Considering the entries that follow, report how many lines include the string "PartialEq", giving the number alone.

> [Items listed in a dataset]

********************

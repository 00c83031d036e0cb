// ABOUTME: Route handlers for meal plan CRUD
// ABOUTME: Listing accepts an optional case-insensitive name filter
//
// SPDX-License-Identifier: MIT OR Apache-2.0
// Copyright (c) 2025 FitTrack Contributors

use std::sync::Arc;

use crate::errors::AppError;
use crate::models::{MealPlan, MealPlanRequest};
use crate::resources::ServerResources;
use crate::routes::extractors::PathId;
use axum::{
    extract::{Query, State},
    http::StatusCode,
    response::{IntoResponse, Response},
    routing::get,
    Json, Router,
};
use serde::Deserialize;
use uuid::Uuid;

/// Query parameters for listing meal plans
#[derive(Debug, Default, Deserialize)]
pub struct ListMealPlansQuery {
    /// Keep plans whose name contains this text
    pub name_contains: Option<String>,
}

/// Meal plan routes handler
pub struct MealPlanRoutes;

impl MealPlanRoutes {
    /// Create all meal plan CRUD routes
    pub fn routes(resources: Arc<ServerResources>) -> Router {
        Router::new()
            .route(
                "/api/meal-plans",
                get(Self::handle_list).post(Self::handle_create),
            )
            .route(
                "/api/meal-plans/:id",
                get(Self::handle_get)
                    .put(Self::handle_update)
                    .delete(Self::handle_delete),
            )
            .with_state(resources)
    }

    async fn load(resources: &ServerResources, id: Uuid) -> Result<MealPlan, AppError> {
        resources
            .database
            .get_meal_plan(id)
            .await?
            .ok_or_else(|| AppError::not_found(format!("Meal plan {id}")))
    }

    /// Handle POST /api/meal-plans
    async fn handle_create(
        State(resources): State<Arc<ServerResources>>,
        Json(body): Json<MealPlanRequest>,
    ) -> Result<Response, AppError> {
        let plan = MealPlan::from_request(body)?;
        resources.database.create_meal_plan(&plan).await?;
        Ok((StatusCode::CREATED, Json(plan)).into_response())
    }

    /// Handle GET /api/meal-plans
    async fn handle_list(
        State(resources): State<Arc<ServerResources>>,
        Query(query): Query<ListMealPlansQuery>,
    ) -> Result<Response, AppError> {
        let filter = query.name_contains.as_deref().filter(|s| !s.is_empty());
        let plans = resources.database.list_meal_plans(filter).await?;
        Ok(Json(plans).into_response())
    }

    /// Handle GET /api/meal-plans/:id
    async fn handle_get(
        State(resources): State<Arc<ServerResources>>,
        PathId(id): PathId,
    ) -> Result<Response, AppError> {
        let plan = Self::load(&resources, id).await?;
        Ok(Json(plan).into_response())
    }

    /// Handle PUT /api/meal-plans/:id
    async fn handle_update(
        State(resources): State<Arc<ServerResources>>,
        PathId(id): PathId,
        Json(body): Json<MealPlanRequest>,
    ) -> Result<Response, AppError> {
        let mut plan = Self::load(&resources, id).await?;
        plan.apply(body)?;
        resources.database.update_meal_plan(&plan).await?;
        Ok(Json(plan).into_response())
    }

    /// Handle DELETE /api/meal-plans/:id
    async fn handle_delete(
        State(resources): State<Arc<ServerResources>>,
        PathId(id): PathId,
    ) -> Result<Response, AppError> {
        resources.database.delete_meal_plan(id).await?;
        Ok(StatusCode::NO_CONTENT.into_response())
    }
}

********************

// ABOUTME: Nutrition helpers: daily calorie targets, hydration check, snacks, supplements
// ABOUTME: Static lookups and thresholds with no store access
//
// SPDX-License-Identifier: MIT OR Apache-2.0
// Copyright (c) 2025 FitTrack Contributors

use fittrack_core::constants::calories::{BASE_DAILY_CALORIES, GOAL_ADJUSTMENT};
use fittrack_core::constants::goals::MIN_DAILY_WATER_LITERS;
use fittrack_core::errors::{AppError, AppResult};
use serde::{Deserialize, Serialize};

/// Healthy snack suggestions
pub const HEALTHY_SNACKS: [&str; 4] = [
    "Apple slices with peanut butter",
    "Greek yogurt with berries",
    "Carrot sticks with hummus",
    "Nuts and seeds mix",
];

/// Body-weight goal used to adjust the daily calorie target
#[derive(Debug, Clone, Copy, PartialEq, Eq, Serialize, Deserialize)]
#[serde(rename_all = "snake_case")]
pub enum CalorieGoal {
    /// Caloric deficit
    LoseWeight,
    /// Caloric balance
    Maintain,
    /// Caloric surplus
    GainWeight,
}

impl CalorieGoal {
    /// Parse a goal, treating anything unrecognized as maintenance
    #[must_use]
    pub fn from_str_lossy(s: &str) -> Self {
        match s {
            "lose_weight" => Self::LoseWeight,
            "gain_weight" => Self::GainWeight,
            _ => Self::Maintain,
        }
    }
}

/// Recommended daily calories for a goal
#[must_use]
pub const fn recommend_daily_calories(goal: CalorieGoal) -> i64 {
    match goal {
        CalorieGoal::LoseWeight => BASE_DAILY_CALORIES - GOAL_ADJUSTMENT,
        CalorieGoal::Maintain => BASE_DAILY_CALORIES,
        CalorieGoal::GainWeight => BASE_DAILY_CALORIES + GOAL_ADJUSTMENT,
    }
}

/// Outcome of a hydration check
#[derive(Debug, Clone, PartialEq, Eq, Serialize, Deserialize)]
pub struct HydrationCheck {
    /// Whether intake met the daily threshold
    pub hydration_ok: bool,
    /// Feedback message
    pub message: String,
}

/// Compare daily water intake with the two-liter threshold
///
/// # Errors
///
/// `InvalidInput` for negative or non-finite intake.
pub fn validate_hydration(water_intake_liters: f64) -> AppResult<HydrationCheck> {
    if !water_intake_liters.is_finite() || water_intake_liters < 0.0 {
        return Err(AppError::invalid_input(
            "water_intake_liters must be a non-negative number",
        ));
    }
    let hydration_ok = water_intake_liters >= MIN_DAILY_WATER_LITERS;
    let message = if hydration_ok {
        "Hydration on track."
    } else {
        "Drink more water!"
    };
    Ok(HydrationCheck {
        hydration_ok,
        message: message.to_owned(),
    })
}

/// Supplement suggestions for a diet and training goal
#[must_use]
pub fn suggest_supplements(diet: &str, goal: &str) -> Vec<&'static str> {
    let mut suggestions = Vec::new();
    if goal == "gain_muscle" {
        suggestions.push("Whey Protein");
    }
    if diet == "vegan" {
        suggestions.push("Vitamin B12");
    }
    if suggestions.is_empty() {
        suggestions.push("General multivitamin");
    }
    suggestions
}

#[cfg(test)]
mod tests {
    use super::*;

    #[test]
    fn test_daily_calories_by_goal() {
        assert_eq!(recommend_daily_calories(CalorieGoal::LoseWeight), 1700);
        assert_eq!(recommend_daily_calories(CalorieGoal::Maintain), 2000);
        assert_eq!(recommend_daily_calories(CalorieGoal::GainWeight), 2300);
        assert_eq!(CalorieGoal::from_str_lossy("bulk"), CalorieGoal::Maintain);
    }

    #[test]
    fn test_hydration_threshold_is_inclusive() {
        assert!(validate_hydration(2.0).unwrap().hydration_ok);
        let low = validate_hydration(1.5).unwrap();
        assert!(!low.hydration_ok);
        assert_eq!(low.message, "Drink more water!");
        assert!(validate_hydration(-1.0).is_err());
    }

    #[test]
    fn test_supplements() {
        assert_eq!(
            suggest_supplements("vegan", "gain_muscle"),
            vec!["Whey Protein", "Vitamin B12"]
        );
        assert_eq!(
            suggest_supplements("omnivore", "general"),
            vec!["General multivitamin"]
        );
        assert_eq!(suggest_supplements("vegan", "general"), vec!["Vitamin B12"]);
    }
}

********************

> [FINISHED TASK]
2